- _Dataset records_

== Segment start ==

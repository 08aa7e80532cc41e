//! CoV Simulation Harness and Batch Driver
//!
//! This crate runs the dialogue agent end to end without a GPU renderer or
//! a hosted model, and drives real experiments over a question file.
//!
//! # Simulation
//!
//! Every source of non-determinism is replaced by a seeded stand-in:
//! - **Scene**: `SimRenderer` tracks the pose exactly and draws procedural
//!   frames, white past the scene bounds
//! - **Episode**: `DatasetWriter` lays out poses and frames the way a real
//!   HM3D capture does
//! - **Model**: `ScriptedVlm` replays a fixed reply script
//!
//! ```text
//! ┌────────────────────────────────────────────────────────┐
//! │                    ScenarioRunner                      │
//! │   DatasetWriter ──► episode on disk ──► ViewpointStore │
//! │                                              │         │
//! │   SimRenderer ◄──── DialogueSession ◄────────┘         │
//! │   (probe)                │                             │
//! │                    ScriptedVlm                         │
//! └────────────────────────────────────────────────────────┘
//! ```
//!
//! # Usage
//!
//! ```ignore
//! use cov_sim::{ScenarioRunner, scenarios::ScenarioId};
//!
//! let runner = ScenarioRunner::new(42, std::env::temp_dir().join("cov-sim"));
//! let result = runner.run(ScenarioId::BlankRecovery).await;
//! assert!(result.passed);
//! ```

pub mod batch;
mod dataset;
mod exporter;
mod renderer;
mod runner;
pub mod scenarios;
mod vlm;

pub use batch::{AgentKind, BatchDriver, BatchError, BatchSummary, EpisodePaths, ExperimentConfig, OutputLayout, QuestionItem};
pub use dataset::{default_bounds, DatasetWriter};
pub use exporter::HistoryExport;
pub use renderer::{ProbeCounts, RendererProbe, SimRenderer, SimSceneLoader, FRAME_HEIGHT, FRAME_WIDTH};
pub use runner::{ScenarioMetrics, ScenarioResult, ScenarioRunner, SIM_EPISODE};
pub use vlm::{ScriptedVlm, SCRIPTED_USAGE};
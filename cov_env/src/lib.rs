//! CoV Environment Abstraction Layer
//!
//! This crate is the boundary between the CoV agent core and the two
//! external collaborators it drives:
//!
//! - **Scene renderer**: pose control, primitive motion, frame rendering and
//!   scene bounds (`SceneRenderer`, `SceneLoader`)
//! - **Vision-language model**: a blocking request/response chat completion
//!   over text and images (`VisionLanguageModel`)
//!
//! The core depends only on these traits. Production plugs in a real
//! renderer and `OpenAiVlm`; the simulation harness plugs in deterministic
//! stand-ins.
//!
//! # Example
//!
//! ```ignore
//! use cov_env::{SceneRenderer, PrimitiveAction, VisionLanguageModel, VlmRequest};
//!
//! async fn look_around<R: SceneRenderer, V: VisionLanguageModel>(
//!     renderer: &mut R,
//!     vlm: &V,
//!     request: &VlmRequest,
//! ) -> Result<String, cov_env::EnvError> {
//!     renderer.step(PrimitiveAction::TurnLeft)?;
//!     let frame = renderer.render()?;
//!     let reply = vlm.complete(request).await?;
//!     Ok(reply.content)
//! }
//! ```

mod config;
mod error;
mod openai_impl;
mod renderer;
mod types;
mod vlm;

pub use config::{ModelConfig, ModelPreset};
pub use error::EnvError;
pub use openai_impl::OpenAiVlm;
pub use renderer::{SceneLoader, SceneRenderer};
pub use types::{
    ChatRole, ChatTurn, PrimitiveAction, Pose, SceneBounds, TokenUsage, VlmRequest, VlmResponse,
    MOVE_STEP, TURN_STEP_DEGREES,
};
pub use vlm::VisionLanguageModel;
//! Baseline agent: every recorded view at once, one question, one answer.

use crate::answer::extract_answer;
use crate::conversation::Conversation;
use crate::prompts;
use crate::session::{Question, QuestionResult, SessionConfig, SessionError};
use crate::viewpoint::ViewpointStore;
use cov_env::{ChatTurn, VisionLanguageModel};
use std::sync::Arc;
use tracing::{info, info_span, Instrument};

/// Answers `question` from all viewpoint images without moving a camera.
///
/// The result always reports zero action steps.
pub async fn run_baseline<V: VisionLanguageModel>(
    vlm: Arc<V>,
    question: &Question,
    viewpoints: &ViewpointStore,
    config: &SessionConfig,
) -> Result<QuestionResult, SessionError> {
    let span = info_span!("baseline", question_id = %question.id);
    async move {
        let mut conversation = Conversation::new(
            vlm,
            prompts::baseline_system_prompt(&question.text),
            config.call_policy(),
        );
        for viewpoint in viewpoints.iter() {
            conversation.push_context(ChatTurn::user_with_image(
                prompts::selection_label(viewpoint.index),
                viewpoint.image.clone(),
            ));
        }

        let reply = conversation.send(ChatTurn::user(prompts::BASELINE_QUERY)).await?;
        let answer = extract_answer(&reply);
        info!("✓ Baseline answer from {} views: {}", viewpoints.len(), answer);

        Ok(QuestionResult {
            question_id: question.id.clone(),
            answer,
            action_steps: 0,
            token_consumption: conversation.usage(),
        })
    }
    .instrument(span)
    .await
}
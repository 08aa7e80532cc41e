//! Reading the model's replies: terminal answers, overview requests,
//! reasoning traces and view selections.

/// Keyword that ends the dialogue, matched case-insensitively.
pub const TERMINAL_MARKER: &str = "done";

/// Phrase asking for a bird's-eye frame of the whole scene.
pub const OVERVIEW_MARKER: &str = "switch to bird-eye-view";

const THINKING_CLOSE_TAG: &str = "</think>";

/// Returns true if the reply carries an answer.
pub fn is_terminal(reply: &str) -> bool {
    reply.to_lowercase().contains(TERMINAL_MARKER)
}

/// Returns true if the reply asks for the overview frame.
pub fn requests_overview(reply: &str) -> bool {
    reply.contains(OVERVIEW_MARKER)
}

/// Drops a reasoning trace, keeping only the text after the last `</think>`.
pub fn strip_thinking(reply: &str) -> &str {
    match reply.rfind(THINKING_CLOSE_TAG) {
        Some(at) => &reply[at + THINKING_CLOSE_TAG.len()..],
        None => reply,
    }
}

/// Extracts the answer from a terminal reply.
///
/// Takes the text after the first "done" (any case), removes a leading `+`
/// and surrounding brackets:
///
/// ```text
/// done+[white box]              -> white box
/// I am done+Air conditioning    -> Air conditioning
/// [done] [white box]            -> white box
/// ```
///
/// Without a marker the whole reply is cleaned the same way.
pub fn extract_answer(reply: &str) -> String {
    let trimmed = reply.trim();

    // ASCII lowering keeps byte offsets aligned with the original
    let lowered = trimmed.to_ascii_lowercase();
    let tail = match lowered.find(TERMINAL_MARKER) {
        Some(at) => {
            let after = trimmed[at + TERMINAL_MARKER.len()..].trim();
            after.strip_prefix('+').unwrap_or(after).trim()
        }
        None => trimmed,
    };

    tail.trim_matches(|c: char| c == '[' || c == ']' || c.is_whitespace())
        .to_string()
}

/// Parses a `Selected views: [a, b, c]` reply into at most `max_views`
/// distinct, in-range view ids, in the order given.
pub fn parse_selected_views(reply: &str, max_views: usize, view_count: usize) -> Vec<usize> {
    if max_views == 0 {
        return Vec::new();
    }
    let lowered = reply.to_ascii_lowercase();
    let Some(list) = selection_list(&lowered) else {
        return Vec::new();
    };

    let mut selected = Vec::new();
    for token in list.split(|c: char| c == ',' || c.is_whitespace()) {
        let Ok(index) = token.parse::<usize>() else {
            continue;
        };
        if index < view_count && !selected.contains(&index) {
            selected.push(index);
        }
        if selected.len() == max_views {
            break;
        }
    }
    selected
}

/// Locates the digit list following "selected view(s)".
fn selection_list(lowered: &str) -> Option<&str> {
    let mut cursor = 0;
    while let Some(offset) = lowered[cursor..].find("selected") {
        let mut rest = lowered[cursor + offset + "selected".len()..].trim_start();
        cursor += offset + 1;

        let Some(after_view) = rest.strip_prefix("view") else {
            continue;
        };
        rest = after_view.strip_prefix('s').unwrap_or(after_view).trim_start();
        rest = rest.strip_prefix([':', '=']).unwrap_or(rest).trim_start();
        rest = rest.strip_prefix('[').unwrap_or(rest);

        let end = rest
            .find(|c: char| !(c.is_ascii_digit() || c == ',' || c.is_whitespace()))
            .unwrap_or(rest.len());
        let list = &rest[..end];
        if list.chars().any(|c| c.is_ascii_digit()) {
            return Some(list);
        }
    }
    None
}

#[cfg(test)]
mod tests {
    use super::*;

    #[test]
    fn test_terminal_marker_any_case() {
        assert!(is_terminal("done+[chair]"));
        assert!(is_terminal("I am DONE with this"));
        assert!(!is_terminal("forward-movement+1"));
    }

    #[test]
    fn test_extract_answer_forms() {
        assert_eq!(extract_answer("done+[white box]"), "white box");
        assert_eq!(extract_answer("I am done+Air conditioning unit"), "Air conditioning unit");
        assert_eq!(extract_answer("[done] [white box]"), "white box");
        assert_eq!(extract_answer("Done + [two]  "), "two");
        assert_eq!(extract_answer("[blue]"), "blue");
        assert_eq!(extract_answer(""), "");
    }

    #[test]
    fn test_extract_answer_keeps_inner_brackets() {
        assert_eq!(extract_answer("done+[a [small] lamp]"), "a [small] lamp");
    }

    #[test]
    fn test_strip_thinking() {
        assert_eq!(strip_thinking("<think>a</think>x<think>b</think> done+[y]"), " done+[y]");
        assert_eq!(strip_thinking("no trace"), "no trace");
    }

    #[test]
    fn test_overview_request() {
        assert!(requests_overview("Let me switch to bird-eye-view first"));
        assert!(!requests_overview("switch to view 3"));
    }

    #[test]
    fn test_parse_selected_views() {
        assert_eq!(parse_selected_views("Selected views: [3, 7, 1]", 5, 10), vec![3, 7, 1]);
        assert_eq!(parse_selected_views("selected view=2", 5, 10), vec![2]);
        assert_eq!(parse_selected_views("SelectedViews [0,1]", 5, 10), vec![0, 1]);
    }

    #[test]
    fn test_parse_selected_views_bounds() {
        assert_eq!(parse_selected_views("Selected views: [1, 2, 3, 4, 5, 6]", 5, 10), vec![1, 2, 3, 4, 5]);
        assert_eq!(parse_selected_views("Selected views: [9, 12, 2, 2]", 5, 10), vec![9, 2]);
        assert!(parse_selected_views("I like view 3", 5, 10).is_empty());
        assert!(parse_selected_views("Selected views: none", 5, 10).is_empty());
    }

    #[test]
    fn test_parse_selected_views_skips_prose_mentions() {
        let reply = "The selected region is the kitchen. Selected views: [4]";
        assert_eq!(parse_selected_views(reply, 5, 10), vec![4]);
    }
}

== Segment end ==

Go through the records above. Copy each line in which the string "VlmRequest" appears.

//! use cov_env::{SceneRenderer, PrimitiveAction, VisionLanguageModel, VlmRequest};
//!     request: &VlmRequest,
    ChatRole, ChatTurn, PrimitiveAction, Pose, SceneBounds, TokenUsage, VlmRequest, VlmResponse,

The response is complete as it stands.